→ **Work order**
Scan the material below for the string "payload", and copy every line where it shows up.

Start of Records for this task

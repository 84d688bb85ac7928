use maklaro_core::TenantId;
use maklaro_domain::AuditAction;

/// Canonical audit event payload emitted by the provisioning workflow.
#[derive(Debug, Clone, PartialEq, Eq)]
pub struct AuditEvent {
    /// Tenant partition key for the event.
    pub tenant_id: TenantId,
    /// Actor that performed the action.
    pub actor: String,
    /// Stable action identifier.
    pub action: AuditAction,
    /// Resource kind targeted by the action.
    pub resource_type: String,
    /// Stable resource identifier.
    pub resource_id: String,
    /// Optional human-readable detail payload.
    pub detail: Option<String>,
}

End of Records for this task

→ **Solution**
/// Canonical audit event payload emitted by the provisioning workflow.
    /// Optional human-readable detail payload.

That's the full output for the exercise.